Perempuan Sering Dijadikan Fitnah Seksual untuk Menutup Mega Skandal

Perempuan Sering Dijadikan Fitnah Seksual untuk Menutup Mega Skandal

Menurut Dewi Chandraningrum, tubuh perempuan sering kali dijadikan alat untuk menyebarkan fitnah dengan mudah.

Perempuan Sering Dijadikan Fitnah Seksual untuk Menutup Mega Skandal

Fitnah seksual sering kali menjadi alat untuk mengalihkan perhatian publik dari skandal besar dan dosa besar yang dilakukan oleh pemegang kekuasaan. Tubuh perempuan sering dijadikan objek dalam narasi fitnah ini. Sejarah mencatat berbagai peristiwa di mana perempuan difitnah secara seksual untuk menutupi kejahatan yang lebih besar.

Dewi Chandraningrum, seorang aktivis perempuan dan dosen UGM, dalam diskusi “Benarkah Perempuan Dipinggirkan di Ruang Publik?” pada 5 Juli 2024, menyatakan bahwa tubuh perempuan sering kali dijadikan alat untuk menyebarkan fitnah dengan mudah.

“Tubuh perempuan itu dalam epos sejarah politik kenegaraan itu adalah sumber fitnah paling asik, paling gampang disirkulasi,” katanya.

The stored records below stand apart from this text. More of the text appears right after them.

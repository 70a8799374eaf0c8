//! Executions response parsing
//!
//! Decoding is permissive about content (missing jobs, nodes or dates become
//! empty values) but strict about structure: a body that is not a
//! well-formed `<executions>` or `<result>` document is an error, never an
//! empty list.

use failwatch_core::domain::execution::Execution;
use failwatch_core::dto::executions::ExecutionsDocument;
use quick_xml::Reader;
use quick_xml::events::Event;

use crate::error::{ClientError, Result};

const EXECUTIONS_ROOT: &str = "executions";
const LEGACY_ROOT: &str = "result";

/// Decode an executions response body into executions, in document order
pub fn parse_executions(body: &str) -> Result<Vec<Execution>> {
    let root = check_structure(body)?;

    let document: ExecutionsDocument = quick_xml::de::from_str(body)
        .map_err(|e| ClientError::ParseError(format!("invalid executions document: {e}")))?;

    if let Some(message) = document.error_message() {
        return Err(ClientError::ServerError(message));
    }

    if root == LEGACY_ROOT && document.envelope.is_none() {
        return Err(ClientError::ParseError(
            "<result> envelope does not contain <executions>".to_string(),
        ));
    }

    Ok(document.into_executions())
}

/// Walk the whole document once, checking it is well formed with a single
/// known root element, and return that root's name
fn check_structure(body: &str) -> Result<String> {
    let mut reader = Reader::from_str(body);
    let mut root: Option<String> = None;
    let mut open: Vec<String> = Vec::new();

    loop {
        let event = reader.read_event().map_err(|e| {
            ClientError::ParseError(format!(
                "malformed XML at position {}: {e}",
                reader.error_position()
            ))
        })?;

        match event {
            Event::Start(start) => {
                let name = String::from_utf8_lossy(start.local_name().as_ref()).into_owned();
                if open.is_empty() {
                    accept_root(&mut root, &name)?;
                }
                open.push(name);
            }
            Event::Empty(start) => {
                if open.is_empty() {
                    let name = String::from_utf8_lossy(start.local_name().as_ref()).into_owned();
                    accept_root(&mut root, &name)?;
                }
            }
            Event::End(_) => {
                open.pop();
            }
            Event::Text(text) if open.is_empty() => {
                if !text.iter().all(u8::is_ascii_whitespace) {
                    return Err(ClientError::ParseError(
                        "response is not an XML document".to_string(),
                    ));
                }
            }
            Event::Eof => break,
            _ => {}
        }
    }

    if let Some(unclosed) = open.last() {
        return Err(ClientError::ParseError(format!(
            "unexpected end of document: <{unclosed}> is not closed"
        )));
    }

    root.ok_or_else(|| ClientError::ParseError("empty response body".to_string()))
}

fn accept_root(root: &mut Option<String>, name: &str) -> Result<()> {
    if root.is_some() {
        return Err(ClientError::ParseError(
            "document has more than one root element".to_string(),
        ));
    }

    if name != EXECUTIONS_ROOT && name != LEGACY_ROOT {
        return Err(ClientError::ParseError(format!(
            "unexpected root element <{name}>, expected <{EXECUTIONS_ROOT}> or <{LEGACY_ROOT}>"
        )));
    }

    *root = Some(name.to_string());
    Ok(())
}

Misalnya, pada tahun 1965, anggota Gerwani difitnah dengan tuduhan seksual, dan pada tahun 1998, perempuan etnis Tionghoa menjadi korban perkosaan yang berujung pada fitnah seksual.

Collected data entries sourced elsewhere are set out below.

use async_trait::async_trait;
use std::process::Stdio;
use tokio::io::AsyncWriteExt;
use tokio::process::Command;
use tracing::debug;

use super::{FormatError, FormatMode, Formatter};
use crate::config::FormatterConfig;

/// Runs `black` (or whatever command is configured) over stdin.
pub struct BlackFormatter {
    command: String,
    check_args: Vec<String>,
    apply_args: Vec<String>,
}

impl BlackFormatter {
    pub fn new(config: &FormatterConfig) -> Self {
        Self {
            command: config.command.clone(),
            check_args: config.check_args.clone(),
            apply_args: config.apply_args.clone(),
        }
    }
}

#[async_trait]
impl Formatter for BlackFormatter {
    fn name(&self) -> &str {
        &self.command
    }

    async fn format(&self, source: &str, mode: FormatMode) -> Result<String, FormatError> {
        let args = match mode {
            FormatMode::Check => &self.check_args,
            FormatMode::Apply => &self.apply_args,
        };
        debug!(command = %self.command, ?args, "spawning formatter");

        let mut child = Command::new(&self.command)
            .args(args)
            .stdin(Stdio::piped())
            .stdout(Stdio::piped())
            .stderr(Stdio::piped())
            .kill_on_drop(true)
            .spawn()
            .map_err(|source| FormatError::Spawn {
                command: self.command.clone(),
                source,
            })?;

        // stdin is fed while stdout/stderr drain; a formatter that writes
        // before it has read everything would otherwise block on a full pipe
        let stdin = child.stdin.take();
        let feed = async move {
            if let Some(mut stdin) = stdin {
                stdin.write_all(source.as_bytes()).await?;
                // dropping stdin closes the pipe so the formatter sees EOF
            }
            Ok::<(), std::io::Error>(())
        };
        let (fed, output) = tokio::join!(feed, child.wait_with_output());
        let output = output?;
        if !output.status.success() {
            return Err(FormatError::Exit {
                command: self.command.clone(),
                code: output
                    .status
                    .code()
                    .map(|c| c.to_string())
                    .unwrap_or_else(|| "a signal".to_string()),
                stderr: String::from_utf8_lossy(&output.stderr).trim().to_string(),
            });
        }
        fed?;
        Ok(String::from_utf8(output.stdout)?)
    }
}
use reqwest::{Method, StatusCode};
use serde::de::DeserializeOwned;
use serde::Serialize;
use tracing::debug;

use super::PrError;

const USER_AGENT: &str = concat!("wool/", env!("CARGO_PKG_VERSION"));
const PAGE_SIZE: usize = 100;

/// A response whose status code the caller wants to judge itself.
#[derive(Debug)]
pub struct ApiResponse {
    pub status: StatusCode,
    pub body: serde_json::Value,
}

impl ApiResponse {
    /// `body[key]` as a string, if present.
    pub fn str_field(&self, key: &str) -> Option<&str> {
        self.body.get(key).and_then(serde_json::Value::as_str)
    }
}

/// Authenticated access to the GitHub REST API.
#[derive(Debug, Clone)]
pub struct GitHubClient {
    http: reqwest::Client,
    token: String,
}

impl GitHubClient {
    pub fn new(token: impl Into<String>) -> Self {
        Self {
            http: reqwest::Client::new(),
            token: token.into(),
        }
    }

    fn request(&self, method: Method, url: &str) -> reqwest::RequestBuilder {
        self.http
            .request(method, url)
            .header("User-Agent", USER_AGENT)
            .header("Accept", "application/vnd.github+json")
            .header("Authorization", format!("token {}", self.token))
    }

    /// GET a JSON object, failing on any non-success status.
    pub async fn get_json<T: DeserializeOwned>(&self, url: &str) -> Result<T, PrError> {
        debug!(%url, "GET");
        let response = self.request(Method::GET, url).send().await?;
        let status = response.status();
        if !status.is_success() {
            return Err(PrError::Status {
                url: url.to_string(),
                status: status.as_u16(),
            });
        }
        Ok(response.json::<T>().await?)
    }

    /// GET every page of a list endpoint. A body that is not a JSON array
    /// (GitHub answers bad auth and rate limiting with an error object) is
    /// reported as `PrError::UnexpectedShape`.
    pub async fn get_list<T: DeserializeOwned>(&self, url: &str) -> Result<Vec<T>, PrError> {
        let mut items = Vec::new();
        let mut page = 1;
        loop {
            debug!(%url, page, "GET list");
            let body: serde_json::Value = self
                .request(Method::GET, url)
                .query(&[("per_page", PAGE_SIZE), ("page", page)])
                .send()
                .await?
                .json()
                .await?;
            let entries = match body {
                serde_json::Value::Array(entries) => entries,
                other => {
                    return Err(PrError::UnexpectedShape {
                        url: url.to_string(),
                        body: other.to_string(),
                    })
                }
            };
            let count = entries.len();
            for entry in entries {
                items.push(serde_json::from_value(entry)?);
            }
            if count < PAGE_SIZE {
                return Ok(items);
            }
            page += 1;
        }
    }

    /// GET a body as text, returning the status alongside it.
    pub async fn get_text(&self, url: &str) -> Result<(StatusCode, String), PrError> {
        debug!(%url, "GET raw");
        let response = self.request(Method::GET, url).send().await?;
        let status = response.status();
        Ok((status, response.text().await?))
    }

    /// Send a JSON body. The status is not checked; callers compare it against
    /// the code the endpoint documents for success.
    pub async fn send_json<B: Serialize + ?Sized>(
        &self,
        method: Method,
        url: &str,
        body: &B,
    ) -> Result<ApiResponse, PrError> {
        debug!(%method, %url, "sending");
        let response = self.request(method, url).json(body).send().await?;
        let status = response.status();
        let text = response.text().await?;
        let body = serde_json::from_str(&text).unwrap_or(serde_json::Value::String(text));
        Ok(ApiResponse { status, body })
    }
}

Selain itu, skandal korupsi besar sering kali ditutup-tutupi dengan fitnah seksual. Dewi menyebut contoh kasus korupsi timah triliunan rupiah yang dikaitkan dengan artis Sandra Dewi. Artis tersebut menjadi korban hujatan nasional akibat fitnah seksual yang disirkulasikan untuk mengalihkan perhatian publik dari pelaku utama korupsi.

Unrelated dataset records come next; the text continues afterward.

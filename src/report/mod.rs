pub mod comment;
pub mod types;

pub use types::{Report, StatusCheck, StatusState};

use colored::Colorize;
use reqwest::{Method, StatusCode};
use std::path::Path;
use thiserror::Error;
use tracing::{debug, error, info, instrument, warn};

use crate::format::{format_source, FormatMode, FormatResult, Formatter};
use crate::pr::{self, ChangedFile, EventContext, GitHubClient, PrError};

#[derive(Debug, Error)]
pub enum ReportError {
    #[error(transparent)]
    Pr(#[from] PrError),

    #[error("Failed to {action} comment: HTTP {status}: {body}")]
    Comment {
        action: &'static str,
        status: u16,
        body: String,
    },

    #[error("Failed to add status check ({url}): HTTP {status}: {body}")]
    Status {
        url: String,
        status: u16,
        body: String,
    },

    #[error("Failed to write report file: {0}")]
    FileWrite(#[from] std::io::Error),
}

/// Check every file, publish the result as the bot comment and a commit
/// status, and return what was published.
///
/// Fetch failures abort the pass. Comment and status failures are logged and
/// the pass carries on, so a broken comment still leaves a status behind.
#[instrument(skip_all, fields(pr = ctx.pr_number, files = files.len()))]
pub async fn run(
    client: &GitHubClient,
    ctx: &EventContext,
    formatter: &dyn Formatter,
    files: &[ChangedFile],
    status_context: &str,
) -> Result<Report, ReportError> {
    let mut results = Vec::with_capacity(files.len());
    for file in files {
        let source = pr::fetch_content(client, file).await?;
        let result = format_source(formatter, &file.filename, &source, FormatMode::Check).await;
        debug!(file = %result.filename, mode = %result.mode, needs_formatting = result.needs_formatting(), "checked file");
        results.push(result);
    }

    let comment_body = comment::comment_text(&results);
    let comment_url = match upsert_comment(client, ctx, &comment_body).await {
        Ok(url) => Some(url),
        Err(err) => {
            error!(error = %err, "could not publish formatting comment");
            None
        }
    };

    let (state, description) = verdict(&results);
    let check = StatusCheck {
        state,
        target_url: comment_url.clone(),
        description: description.to_string(),
        context: status_context.to_string(),
    };
    let status_posted = match post_status(client, ctx, &check).await {
        Ok(()) => true,
        Err(err) => {
            error!(error = %err, "could not set status check");
            false
        }
    };

    Ok(build(ctx, &results, state, description, comment_body, comment_url, status_posted))
}

/// Only files that need formatting fail the check. Files the formatter could
/// not process are noted in the comment but do not change the state.
fn verdict(results: &[FormatResult]) -> (StatusState, &'static str) {
    if results.iter().any(FormatResult::needs_formatting) {
        (StatusState::Failure, "Needs formatting")
    } else {
        (StatusState::Success, "Very stylish")
    }
}

fn build(
    ctx: &EventContext,
    results: &[FormatResult],
    state: StatusState,
    description: &str,
    comment_body: String,
    comment_url: Option<String>,
    status_posted: bool,
) -> Report {
    let names = |pred: fn(&FormatResult) -> bool| -> Vec<String> {
        results
            .iter()
            .filter(|r| pred(r))
            .map(|r| r.filename.clone())
            .collect()
    };
    Report {
        pr_number: ctx.pr_number,
        files_checked: results.iter().map(|r| r.filename.clone()).collect(),
        needs_formatting: names(FormatResult::needs_formatting),
        tool_failures: names(FormatResult::tool_failed),
        state,
        description: description.to_string(),
        comment_body,
        comment_url,
        status_posted,
    }
}

/// Edit the bot's existing comment, or create one if there is none.
/// Returns the comment's permalink.
#[instrument(skip_all)]
async fn upsert_comment(
    client: &GitHubClient,
    ctx: &EventContext,
    body: &str,
) -> Result<String, ReportError> {
    let comments = pr::list_comments(client, ctx).await?;
    let payload = serde_json::json!({ "body": body });

    let old = comment::find_old_comment(&comments);
    let (action, response, expected) = match old {
        None => {
            debug!("creating bot comment");
            let response = client
                .send_json(Method::POST, &ctx.comments_url, &payload)
                .await?;
            ("write", response, StatusCode::CREATED)
        }
        Some(old) => {
            debug!(comment_id = old.id, "updating bot comment");
            let response = client.send_json(Method::PATCH, &old.url, &payload).await?;
            ("edit", response, StatusCode::OK)
        }
    };

    if response.status != expected {
        return Err(ReportError::Comment {
            action,
            status: response.status.as_u16(),
            body: response.body.to_string(),
        });
    }
    let html_url = response
        .str_field("html_url")
        .or(old.map(|c| c.html_url.as_str()))
        .unwrap_or_default()
        .to_string();
    info!(url = %html_url, "published formatting comment");
    Ok(html_url)
}

/// Attach the status to the PR's current head commit.
#[instrument(skip_all, fields(state = %check.state))]
async fn post_status(
    client: &GitHubClient,
    ctx: &EventContext,
    check: &StatusCheck,
) -> Result<(), ReportError> {
    let pull = pr::fetch_pull(client, ctx).await?;
    let url = ctx.statuses_url(&pull.head.sha);
    let response = client.send_json(Method::POST, &url, check).await?;
    if response.status != StatusCode::CREATED {
        return Err(ReportError::Status {
            url,
            status: response.status.as_u16(),
            body: response.body.to_string(),
        });
    }
    info!(sha = %pull.head.sha, "set status check");
    Ok(())
}

/// Print the terminal summary and, when a path is given, also write the
/// comment body there as Markdown.
#[instrument(skip(report), fields(pr = report.pr_number, state = %report.state))]
pub fn output(report: &Report, output_path: Option<&Path>) -> Result<(), ReportError> {
    print_terminal_report(report);
    if let Some(path) = output_path {
        debug!(path = %path.display(), "writing comment body to file");
        std::fs::write(path, &report.comment_body)?;
    }
    Ok(())
}

fn print_terminal_report(report: &Report) {
    println!();
    println!("PR #{}: checked {} file(s)", report.pr_number, report.files_checked.len());
    for file in &report.files_checked {
        let mark = if report.needs_formatting.contains(file) {
            "needs formatting".red().bold()
        } else if report.tool_failures.contains(file) {
            "formatter failed".yellow().bold()
        } else {
            "ok".green().bold()
        };
        println!("  • {} ({})", file, mark);
    }
    if report.comment_url.is_none() {
        warn!("no comment was published");
    }
    if !report.status_posted {
        warn!("no status check was set");
    }
    let state = match report.state {
        StatusState::Success => report.description.green().bold(),
        StatusState::Failure => report.description.red().bold(),
    };
    println!();
    println!("═══ {} ═══", state);
    println!();
}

“Korupsi timah triliunan yang menjadi fitnah sexual siapa? Sandra Dewi. Yang dihujat nasional, artis ini. Fitnah sexual lagi. Yang mencuri paling banyak ngak kelihatan,” tambahnya.

Menurut Dewi, pola ini terus berulang dan digunakan sebagai strategi oleh bos patriarki untuk menutupi dosa besar mereka. Fitnah seksual menjadi cara paling mudah dan efektif untuk menutupi skandal dan korupsi besar.

Fenomena ini menunjukkan bahwa perempuan sering kali menjadi korban dari sistem yang patriarkis dan korup, di mana tubuh mereka digunakan sebagai alat untuk menutupi kejahatan yang dilakukan oleh ‘orang besar’.

“Jadi kalau ada skandal mega korupsi bla-bala, selalu nanti ada fitnah. Itu terus berlanjut, kalau ada fitnah sexual besar sekali, pasti si bos patriarki ini melakukan dosa besar,” jelasnya.

Fitnah seksual tidak hanya merugikan korban secara individu, tetapi juga menciptakan narasi yang merusak dan mengalihkan perhatian publik dari isu-isu yang lebih besar dan penting.